→ DATA LISTING:
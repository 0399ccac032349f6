//! Funding orchestrator.
//!
//! Distributes an initial balance to a batch of target accounts without
//! serializing every transfer through one sender nonce: targets are split
//! into groups, each group is funded by a transient middleman account, and
//! the middlemen run in parallel on the worker pool. Each middleman is
//! drained and deleted before the call returns.

use std::sync::Arc;

use chrono::Utc;
use color_eyre::eyre::{bail, Context, Result};
use log::{info, warn};

use crate::accounts::{AccountRegistry, SendOptions};
use crate::config::Config;
use crate::pool::WorkerPool;

/// Outcome of one funding call
#[derive(Debug, Clone, Default)]
pub struct FundingSummary {
    pub targets_funded: usize,
    pub targets_failed: usize,
    pub middlemen_used: usize,
    pub transfers_issued: usize,
}

/// Middleman fan-out funder
pub struct Funder {
    registry: Arc<AccountRegistry>,
    config: Config,
}

impl Funder {
    pub fn new(registry: Arc<AccountRegistry>, config: &Config) -> Self {
        Self {
            registry,
            config: config.clone(),
        }
    }

    /// Fund every target account with `amount_each` on `shard`.
    ///
    /// Fails fast, before issuing any transfer, when no registry account
    /// meets the minimum source balance on the requested shard.
    pub fn fund_accounts(
        &self,
        pool: &WorkerPool,
        targets: &[String],
        shard: u32,
        amount_each: f64,
    ) -> Result<FundingSummary> {
        if targets.is_empty() {
            return Ok(FundingSummary::default());
        }

        let sources = self.select_sources(targets, shard)?;
        info!(
            "Funding {} targets on shard {} from {} source accounts",
            targets.len(),
            shard,
            sources.len()
        );

        // Bounded middleman set, one nonce chain per group
        let middleman_count = targets.len().min(pool.threads()).max(1);
        let groups = split_round_robin(targets, middleman_count);

        let run_tag = Utc::now().timestamp();

        let mut summary = FundingSummary::default();
        let mut middlemen: Vec<(String, String)> = Vec::with_capacity(groups.len());

        // Create and seed middlemen serially, rotating over the sources. A
        // failed seed unwinds the middlemen created so far: seeded balances
        // are returned and keys removed before the error propagates, so no
        // middleman outlives this call.
        if let Err(e) = self.seed_middlemen(
            &groups,
            &sources,
            shard,
            amount_each,
            run_tag,
            &mut middlemen,
            &mut summary,
        ) {
            self.drain_middlemen(&middlemen, shard, &mut summary);
            return Err(e);
        }
        summary.middlemen_used = middlemen.len();

        // Fan out group funding in parallel, one task per middleman
        let tasks: Vec<_> = middlemen
            .iter()
            .zip(groups)
            .map(|((middleman, _), group)| {
                let registry = Arc::clone(&self.registry);
                let middleman = middleman.clone();
                let options = SendOptions::from_config(&self.config);
                move || {
                    let mut funded = 0usize;
                    let mut failed = 0usize;
                    for target in &group {
                        match registry.send(&middleman, target, shard, shard, amount_each, &options)
                        {
                            Ok(_) => funded += 1,
                            Err(e) => {
                                warn!("funding {} from {} failed: {}", target, middleman, e);
                                failed += 1;
                            }
                        }
                    }
                    (funded, failed)
                }
            })
            .collect();

        for result in pool.run_all(tasks) {
            let (funded, failed) = result?;
            summary.targets_funded += funded;
            summary.targets_failed += failed;
            summary.transfers_issued += funded;
        }

        self.drain_middlemen(&middlemen, shard, &mut summary);

        info!(
            "Funding complete: {}/{} targets funded via {} middlemen",
            summary.targets_funded,
            targets.len(),
            summary.middlemen_used
        );
        Ok(summary)
    }

    /// Create one middleman per group and seed it with its group total plus
    /// gas overhead. Each middleman is pushed into `middlemen` before its
    /// seed transfer, so the caller can unwind a partially seeded set.
    #[allow(clippy::too_many_arguments)]
    fn seed_middlemen(
        &self,
        groups: &[Vec<String>],
        sources: &[String],
        shard: u32,
        amount_each: f64,
        run_tag: i64,
        middlemen: &mut Vec<(String, String)>,
        summary: &mut FundingSummary,
    ) -> Result<()> {
        let gas_overhead = self.config.funding.gas_overhead;

        for (i, group) in groups.iter().enumerate() {
            let name = format!("mm-{}-{}", run_tag, i);
            let source = sources[i % sources.len()].clone();

            self.registry
                .create(&name)
                .with_context(|| format!("Failed to create middleman '{}'", name))?;
            middlemen.push((name.clone(), source.clone()));

            let group_total = amount_each * group.len() as f64 + gas_overhead;

            let mut options = SendOptions::from_config(&self.config);
            options.retries = 1;
            // Middleman funds must be visible before it can fan out
            options.wait_for_confirmation = true;

            self.registry
                .send(&source, &name, shard, shard, group_total, &options)
                .with_context(|| format!("Failed to seed middleman '{}'", name))?;
            summary.transfers_issued += 1;
        }
        Ok(())
    }

    /// Pick registry accounts whose shard balance clears the configured
    /// minimum. Fatal when none qualifies: this is a precondition, not a
    /// condition to retry.
    fn select_sources(&self, targets: &[String], shard: u32) -> Result<Vec<String>> {
        let minimum = self.config.funding.min_source_balance;
        let mut sources = Vec::new();

        for account in self.registry.snapshot() {
            if targets.contains(&account.name) || account.name.starts_with("mm-") {
                continue;
            }
            let balances = self.registry.balance(&account.name)?;
            let qualifies = balances
                .iter()
                .any(|b| b.shard == shard && b.amount >= minimum);
            if qualifies {
                sources.push(account.name);
            }
        }

        if sources.is_empty() {
            bail!(
                "no account in the local registry holds at least {} on shard {}; \
                 cannot fund {} targets",
                minimum,
                shard,
                targets.len()
            );
        }
        Ok(sources)
    }

    /// Return each middleman's remaining balance and delete its key. Drain
    /// failures are logged; the middleman is removed regardless so the
    /// transient lifecycle stays bounded to this call.
    fn drain_middlemen(
        &self,
        middlemen: &[(String, String)],
        shard: u32,
        summary: &mut FundingSummary,
    ) {
        for (middleman, source) in middlemen {
            let refund_to = self
                .config
                .funding
                .refund_address
                .clone()
                .unwrap_or_else(|| source.clone());

            match self.registry.balance(middleman) {
                Ok(balances) => {
                    let remaining = balances
                        .iter()
                        .find(|b| b.shard == shard)
                        .map(|b| b.amount)
                        .unwrap_or(0.0);
                    let drainable = remaining - self.config.funding.gas_overhead;
                    if drainable > 0.0 {
                        let options = SendOptions::from_config(&self.config);
                        match self
                            .registry
                            .send(middleman, &refund_to, shard, shard, drainable, &options)
                        {
                            Ok(_) => summary.transfers_issued += 1,
                            Err(e) => warn!("draining middleman '{}' failed: {}", middleman, e),
                        }
                    }
                }
                Err(e) => warn!("balance query for middleman '{}' failed: {}", middleman, e),
            }

            if let Err(e) = self.registry.remove(&[middleman.clone()], None) {
                warn!("removing middleman '{}' failed: {}", middleman, e);
            }
        }
    }
}

/// Split items into `n` round-robin groups, dropping empty groups
fn split_round_robin(items: &[String], n: usize) -> Vec<Vec<String>> {
    let mut groups = vec![Vec::new(); n.max(1)];
    let count = groups.len();
    for (i, item) in items.iter().enumerate() {
        groups[i % count].push(item.clone());
    }
    groups.retain(|g| !g.is_empty());
    groups
}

→ PROBLEM TO WORK ON: Please reproduce each line above exactly as written.

→ TASK RESULT:
repository 0399ccac032349f6
//! Funding orchestrator.
//!
//! Distributes an initial balance to a batch of target accounts without
//! serializing every transfer through one sender nonce: targets are split
//! into groups, each group is funded by a transient middleman account, and
//! the middlemen run in parallel on the worker pool. Each middleman is
//! drained and deleted before the call returns.

use std::sync::Arc;

use chrono::Utc;
use color_eyre::eyre::{bail, Context, Result};
use log::{info, warn};

use crate::accounts::{AccountRegistry, SendOptions};
use crate::config::Config;
use crate::pool::WorkerPool;

/// Outcome of one funding call
#[derive(Debug, Clone, Default)]
pub struct FundingSummary {
    pub targets_funded: usize,
    pub targets_failed: usize,
    pub middlemen_used: usize,
    pub transfers_issued: usize,
}

/// Middleman fan-out funder
pub struct Funder {
    registry: Arc<AccountRegistry>,
    config: Config,
}

impl Funder {
    pub fn new(registry: Arc<AccountRegistry>, config: &Config) -> Self {
        Self {
            registry,
            config: config.clone(),
        }
    }

    /// Fund every target account with `amount_each` on `shard`.
    ///
    /// Fails fast, before issuing any transfer, when no registry account
    /// meets the minimum source balance on the requested shard.
    pub fn fund_accounts(
        &self,
        pool: &WorkerPool,
        targets: &[String],
        shard: u32,
        amount_each: f64,
    ) -> Result<FundingSummary> {
        if targets.is_empty() {
            return Ok(FundingSummary::default());
        }

        let sources = self.select_sources(targets, shard)?;
        info!(
            "Funding {} targets on shard {} from {} source accounts",
            targets.len(),
            shard,
            sources.len()
        );

        // Bounded middleman set, one nonce chain per group
        let middleman_count = targets.len().min(pool.threads()).max(1);
        let groups = split_round_robin(targets, middleman_count);

        let run_tag = Utc::now().timestamp();

        let mut summary = FundingSummary::default();
        let mut middlemen: Vec<(String, String)> = Vec::with_capacity(groups.len());

        // Create and seed middlemen serially, rotating over the sources. A
        // failed seed unwinds the middlemen created so far: seeded balances
        // are returned and keys removed before the error propagates, so no
        // middleman outlives this call.
        if let Err(e) = self.seed_middlemen(
            &groups,
            &sources,
            shard,
            amount_each,
            run_tag,
            &mut middlemen,
            &mut summary,
        ) {
            self.drain_middlemen(&middlemen, shard, &mut summary);
            return Err(e);
        }
        summary.middlemen_used = middlemen.len();

        // Fan out group funding in parallel, one task per middleman
        let tasks: Vec<_> = middlemen
            .iter()
            .zip(groups)
            .map(|((middleman, _), group)| {
                let registry = Arc::clone(&self.registry);
                let middleman = middleman.clone();
                let options = SendOptions::from_config(&self.config);
                move || {
                    let mut funded = 0usize;
                    let mut failed = 0usize;
                    for target in &group {
                        match registry.send(&middleman, target, shard, shard, amount_each, &options)
                        {
                            Ok(_) => funded += 1,
                            Err(e) => {
                                warn!("funding {} from {} failed: {}", target, middleman, e);
                                failed += 1;
                            }
                        }
                    }
                    (funded, failed)
                }
            })
            .collect();

        for result in pool.run_all(tasks) {
            let (funded, failed) = result?;
            summary.targets_funded += funded;
            summary.targets_failed += failed;
            summary.transfers_issued += funded;
        }

        self.drain_middlemen(&middlemen, shard, &mut summary);

        info!(
            "Funding complete: {}/{} targets funded via {} middlemen",
            summary.targets_funded,
            targets.len(),
            summary.middlemen_used
        );
        Ok(summary)
    }

    /// Create one middleman per group and seed it with its group total plus
    /// gas overhead. Each middleman is pushed into `middlemen` before its
    /// seed transfer, so the caller can unwind a partially seeded set.
    #[allow(clippy::too_many_arguments)]
    fn seed_middlemen(
        &self,
        groups: &[Vec<String>],
        sources: &[String],
        shard: u32,
        amount_each: f64,
        run_tag: i64,
        middlemen: &mut Vec<(String, String)>,
        summary: &mut FundingSummary,
    ) -> Result<()> {
        let gas_overhead = self.config.funding.gas_overhead;

        for (i, group) in groups.iter().enumerate() {
            let name = format!("mm-{}-{}", run_tag, i);
            let source = sources[i % sources.len()].clone();

            self.registry
                .create(&name)
                .with_context(|| format!("Failed to create middleman '{}'", name))?;
            middlemen.push((name.clone(), source.clone()));

            let group_total = amount_each * group.len() as f64 + gas_overhead;

            let mut options = SendOptions::from_config(&self.config);
            options.retries = 1;
            // Middleman funds must be visible before it can fan out
            options.wait_for_confirmation = true;

            self.registry
                .send(&source, &name, shard, shard, group_total, &options)
                .with_context(|| format!("Failed to seed middleman '{}'", name))?;
            summary.transfers_issued += 1;
        }
        Ok(())
    }

    /// Pick registry accounts whose shard balance clears the configured
    /// minimum. Fatal when none qualifies: this is a precondition, not a
    /// condition to retry.
    fn select_sources(&self, targets: &[String], shard: u32) -> Result<Vec<String>> {
        let minimum = self.config.funding.min_source_balance;
        let mut sources = Vec::new();

        for account in self.registry.snapshot() {
            if targets.contains(&account.name) || account.name.starts_with("mm-") {
                continue;
            }
            let balances = self.registry.balance(&account.name)?;
            let qualifies = balances
                .iter()
                .any(|b| b.shard == shard && b.amount >= minimum);
            if qualifies {
                sources.push(account.name);
            }
        }

        if sources.is_empty() {
            bail!(
                "no account in the local registry holds at least {} on shard {}; \
                 cannot fund {} targets",
                minimum,
                shard,
                targets.len()
            );
        }
        Ok(sources)
    }

    /// Return each middleman's remaining balance and delete its key. Drain
    /// failures are logged; the middleman is removed regardless so the
    /// transient lifecycle stays bounded to this call.
    fn drain_middlemen(
        &self,
        middlemen: &[(String, String)],
        shard: u32,
        summary: &mut FundingSummary,
    ) {
        for (middleman, source) in middlemen {
            let refund_to = self
                .config
                .funding
                .refund_address
                .clone()
                .unwrap_or_else(|| source.clone());

            match self.registry.balance(middleman) {
                Ok(balances) => {
                    let remaining = balances
                        .iter()
                        .find(|b| b.shard == shard)
                        .map(|b| b.amount)
                        .unwrap_or(0.0);
                    let drainable = remaining - self.config.funding.gas_overhead;
                    if drainable > 0.0 {
                        let options = SendOptions::from_config(&self.config);
                        match self
                            .registry
                            .send(middleman, &refund_to, shard, shard, drainable, &options)
                        {
                            Ok(_) => summary.transfers_issued += 1,
                            Err(e) => warn!("draining middleman '{}' failed: {}", middleman, e),
                        }
                    }
                }
                Err(e) => warn!("balance query for middleman '{}' failed: {}", middleman, e),
            }

            if let Err(e) = self.registry.remove(&[middleman.clone()], None) {
                warn!("removing middleman '{}' failed: {}", middleman, e);
            }
        }
    }
}

/// Split items into `n` round-robin groups, dropping empty groups
fn split_round_robin(items: &[String], n: usize) -> Vec<Vec<String>> {
    let mut groups = vec![Vec::new(); n.max(1)];
    let count = groups.len();
    for (i, item) in items.iter().enumerate() {
        groups[i % count].push(item.clone());
    }
    groups.retain(|g| !g.is_empty());
    groups
}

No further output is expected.